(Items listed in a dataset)

* * *

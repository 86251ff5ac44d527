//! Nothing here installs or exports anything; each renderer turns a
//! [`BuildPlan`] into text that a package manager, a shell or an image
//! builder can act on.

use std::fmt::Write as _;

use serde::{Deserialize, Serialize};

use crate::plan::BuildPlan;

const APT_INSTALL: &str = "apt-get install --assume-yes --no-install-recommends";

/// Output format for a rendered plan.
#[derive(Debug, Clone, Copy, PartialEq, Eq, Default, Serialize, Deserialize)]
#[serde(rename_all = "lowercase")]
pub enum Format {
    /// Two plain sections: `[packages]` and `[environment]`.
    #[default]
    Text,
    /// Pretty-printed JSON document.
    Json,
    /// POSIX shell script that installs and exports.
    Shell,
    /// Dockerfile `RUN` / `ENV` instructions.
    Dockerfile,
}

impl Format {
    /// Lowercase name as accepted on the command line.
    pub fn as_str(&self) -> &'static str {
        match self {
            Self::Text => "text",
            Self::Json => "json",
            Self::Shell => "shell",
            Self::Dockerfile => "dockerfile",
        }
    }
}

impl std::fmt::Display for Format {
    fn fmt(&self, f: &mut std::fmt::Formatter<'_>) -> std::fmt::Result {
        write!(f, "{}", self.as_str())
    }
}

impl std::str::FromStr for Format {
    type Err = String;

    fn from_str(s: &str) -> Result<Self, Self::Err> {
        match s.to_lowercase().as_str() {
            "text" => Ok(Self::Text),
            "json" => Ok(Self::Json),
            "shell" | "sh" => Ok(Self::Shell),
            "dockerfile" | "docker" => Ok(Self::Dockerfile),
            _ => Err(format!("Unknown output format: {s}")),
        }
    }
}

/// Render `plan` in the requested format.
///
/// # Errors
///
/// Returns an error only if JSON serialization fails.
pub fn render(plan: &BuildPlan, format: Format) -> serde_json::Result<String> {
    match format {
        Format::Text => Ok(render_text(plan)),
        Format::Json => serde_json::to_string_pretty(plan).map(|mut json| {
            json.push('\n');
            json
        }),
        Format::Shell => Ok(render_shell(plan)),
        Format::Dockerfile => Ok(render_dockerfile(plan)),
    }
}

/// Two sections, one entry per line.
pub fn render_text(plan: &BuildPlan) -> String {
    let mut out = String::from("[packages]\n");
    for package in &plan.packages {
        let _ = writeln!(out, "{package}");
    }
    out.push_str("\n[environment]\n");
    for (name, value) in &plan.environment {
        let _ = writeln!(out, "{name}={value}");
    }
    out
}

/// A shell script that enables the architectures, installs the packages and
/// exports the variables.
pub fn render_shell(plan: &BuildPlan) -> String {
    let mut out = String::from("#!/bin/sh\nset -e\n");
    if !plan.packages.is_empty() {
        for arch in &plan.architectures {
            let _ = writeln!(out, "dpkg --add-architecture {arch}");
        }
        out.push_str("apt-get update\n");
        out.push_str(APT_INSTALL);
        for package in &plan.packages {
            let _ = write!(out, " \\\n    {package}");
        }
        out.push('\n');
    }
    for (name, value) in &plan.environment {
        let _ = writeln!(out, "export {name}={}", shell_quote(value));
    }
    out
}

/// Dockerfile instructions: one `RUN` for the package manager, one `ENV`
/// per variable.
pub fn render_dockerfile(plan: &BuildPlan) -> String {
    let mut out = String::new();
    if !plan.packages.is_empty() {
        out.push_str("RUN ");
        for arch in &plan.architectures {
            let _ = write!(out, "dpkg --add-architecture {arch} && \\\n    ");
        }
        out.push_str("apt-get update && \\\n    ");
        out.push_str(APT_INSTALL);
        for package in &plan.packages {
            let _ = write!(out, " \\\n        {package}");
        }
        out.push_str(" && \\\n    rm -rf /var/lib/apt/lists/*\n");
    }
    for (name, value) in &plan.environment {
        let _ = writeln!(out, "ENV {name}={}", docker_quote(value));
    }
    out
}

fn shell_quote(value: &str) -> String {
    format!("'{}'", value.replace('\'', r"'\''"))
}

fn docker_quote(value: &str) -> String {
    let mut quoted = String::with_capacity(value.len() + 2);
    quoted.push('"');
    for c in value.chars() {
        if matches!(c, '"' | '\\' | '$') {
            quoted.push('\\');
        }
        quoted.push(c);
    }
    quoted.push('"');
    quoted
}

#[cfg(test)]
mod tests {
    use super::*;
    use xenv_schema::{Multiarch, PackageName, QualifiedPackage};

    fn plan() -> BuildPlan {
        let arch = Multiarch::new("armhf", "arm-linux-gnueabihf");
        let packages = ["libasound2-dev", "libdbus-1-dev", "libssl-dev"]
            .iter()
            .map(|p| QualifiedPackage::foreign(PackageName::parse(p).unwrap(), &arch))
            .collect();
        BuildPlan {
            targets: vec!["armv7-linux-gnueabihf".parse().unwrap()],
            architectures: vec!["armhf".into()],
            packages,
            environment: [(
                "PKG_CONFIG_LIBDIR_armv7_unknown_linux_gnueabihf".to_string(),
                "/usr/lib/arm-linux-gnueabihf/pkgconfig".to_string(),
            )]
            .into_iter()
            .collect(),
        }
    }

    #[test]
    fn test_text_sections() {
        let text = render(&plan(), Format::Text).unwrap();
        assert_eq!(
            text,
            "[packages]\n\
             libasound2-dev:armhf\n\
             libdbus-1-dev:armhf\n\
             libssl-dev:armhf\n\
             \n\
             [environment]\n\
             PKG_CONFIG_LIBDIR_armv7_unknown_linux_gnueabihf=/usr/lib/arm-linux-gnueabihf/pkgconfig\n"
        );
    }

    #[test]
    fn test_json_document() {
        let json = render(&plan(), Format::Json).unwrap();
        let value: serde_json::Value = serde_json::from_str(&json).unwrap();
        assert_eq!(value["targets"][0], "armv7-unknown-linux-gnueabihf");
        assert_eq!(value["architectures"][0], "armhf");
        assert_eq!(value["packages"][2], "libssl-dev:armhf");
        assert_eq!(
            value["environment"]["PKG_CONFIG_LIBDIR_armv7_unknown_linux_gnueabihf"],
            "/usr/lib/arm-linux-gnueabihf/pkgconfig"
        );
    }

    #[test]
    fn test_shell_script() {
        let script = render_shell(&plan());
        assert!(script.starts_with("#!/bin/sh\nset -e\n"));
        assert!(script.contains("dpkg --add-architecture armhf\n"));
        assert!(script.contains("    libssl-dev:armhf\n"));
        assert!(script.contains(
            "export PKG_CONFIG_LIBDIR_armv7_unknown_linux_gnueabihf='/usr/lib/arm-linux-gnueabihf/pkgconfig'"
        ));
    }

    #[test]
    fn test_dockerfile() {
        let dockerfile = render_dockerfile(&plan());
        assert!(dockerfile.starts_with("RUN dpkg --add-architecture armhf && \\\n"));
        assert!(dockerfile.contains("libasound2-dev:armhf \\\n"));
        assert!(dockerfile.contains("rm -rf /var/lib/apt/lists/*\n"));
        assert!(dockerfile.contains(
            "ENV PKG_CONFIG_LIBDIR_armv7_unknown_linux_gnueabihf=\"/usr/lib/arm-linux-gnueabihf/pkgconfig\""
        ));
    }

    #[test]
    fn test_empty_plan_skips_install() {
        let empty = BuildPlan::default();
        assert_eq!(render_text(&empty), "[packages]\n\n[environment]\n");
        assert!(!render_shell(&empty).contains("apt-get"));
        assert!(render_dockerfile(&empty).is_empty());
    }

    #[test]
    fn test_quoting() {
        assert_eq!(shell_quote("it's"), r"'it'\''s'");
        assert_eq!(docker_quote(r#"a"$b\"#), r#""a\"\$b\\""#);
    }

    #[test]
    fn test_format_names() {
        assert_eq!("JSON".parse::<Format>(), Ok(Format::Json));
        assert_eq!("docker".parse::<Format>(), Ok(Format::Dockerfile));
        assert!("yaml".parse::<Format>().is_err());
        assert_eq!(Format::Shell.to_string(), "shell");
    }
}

* * *

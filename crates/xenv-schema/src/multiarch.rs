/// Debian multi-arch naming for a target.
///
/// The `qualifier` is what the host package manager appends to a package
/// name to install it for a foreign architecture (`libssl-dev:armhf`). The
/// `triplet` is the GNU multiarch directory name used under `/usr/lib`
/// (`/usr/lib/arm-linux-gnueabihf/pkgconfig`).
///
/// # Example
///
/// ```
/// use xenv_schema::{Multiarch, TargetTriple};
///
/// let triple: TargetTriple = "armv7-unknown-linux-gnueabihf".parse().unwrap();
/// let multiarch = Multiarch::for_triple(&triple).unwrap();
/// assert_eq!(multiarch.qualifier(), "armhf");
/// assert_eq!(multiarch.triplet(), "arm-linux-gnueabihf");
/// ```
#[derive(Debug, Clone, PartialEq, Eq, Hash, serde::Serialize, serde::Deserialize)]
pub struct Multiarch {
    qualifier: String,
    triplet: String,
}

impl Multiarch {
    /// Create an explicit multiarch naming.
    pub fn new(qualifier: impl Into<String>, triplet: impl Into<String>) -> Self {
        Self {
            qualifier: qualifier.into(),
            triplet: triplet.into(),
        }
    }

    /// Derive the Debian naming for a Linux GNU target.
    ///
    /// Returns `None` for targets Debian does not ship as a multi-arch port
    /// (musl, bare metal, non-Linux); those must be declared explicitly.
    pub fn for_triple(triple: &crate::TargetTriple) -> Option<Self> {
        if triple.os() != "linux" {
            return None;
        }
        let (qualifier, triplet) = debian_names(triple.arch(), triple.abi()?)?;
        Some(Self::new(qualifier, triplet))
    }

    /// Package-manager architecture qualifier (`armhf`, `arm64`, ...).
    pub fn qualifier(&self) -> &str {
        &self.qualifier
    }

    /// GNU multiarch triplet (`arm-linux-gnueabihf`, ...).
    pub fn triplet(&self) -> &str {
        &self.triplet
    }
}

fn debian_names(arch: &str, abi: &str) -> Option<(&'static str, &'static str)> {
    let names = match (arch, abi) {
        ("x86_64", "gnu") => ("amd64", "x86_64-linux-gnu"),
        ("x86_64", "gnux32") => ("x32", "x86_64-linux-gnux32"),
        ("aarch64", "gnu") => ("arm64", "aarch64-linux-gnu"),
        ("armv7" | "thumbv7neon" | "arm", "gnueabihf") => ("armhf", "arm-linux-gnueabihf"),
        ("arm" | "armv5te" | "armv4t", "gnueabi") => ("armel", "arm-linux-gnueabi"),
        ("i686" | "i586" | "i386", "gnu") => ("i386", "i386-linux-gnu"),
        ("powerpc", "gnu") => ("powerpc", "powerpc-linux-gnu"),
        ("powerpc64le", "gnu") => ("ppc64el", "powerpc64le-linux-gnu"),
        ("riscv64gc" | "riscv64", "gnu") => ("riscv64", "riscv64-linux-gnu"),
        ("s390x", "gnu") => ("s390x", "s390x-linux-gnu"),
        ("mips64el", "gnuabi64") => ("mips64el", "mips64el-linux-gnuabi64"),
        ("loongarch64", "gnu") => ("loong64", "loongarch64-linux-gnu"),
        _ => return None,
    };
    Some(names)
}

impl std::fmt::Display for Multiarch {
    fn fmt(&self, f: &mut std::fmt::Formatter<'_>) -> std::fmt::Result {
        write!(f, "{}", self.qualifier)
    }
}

* * *

About this task:
Tally the lines in the records that hold the word "targets", and state only the resulting number.

Your response:
3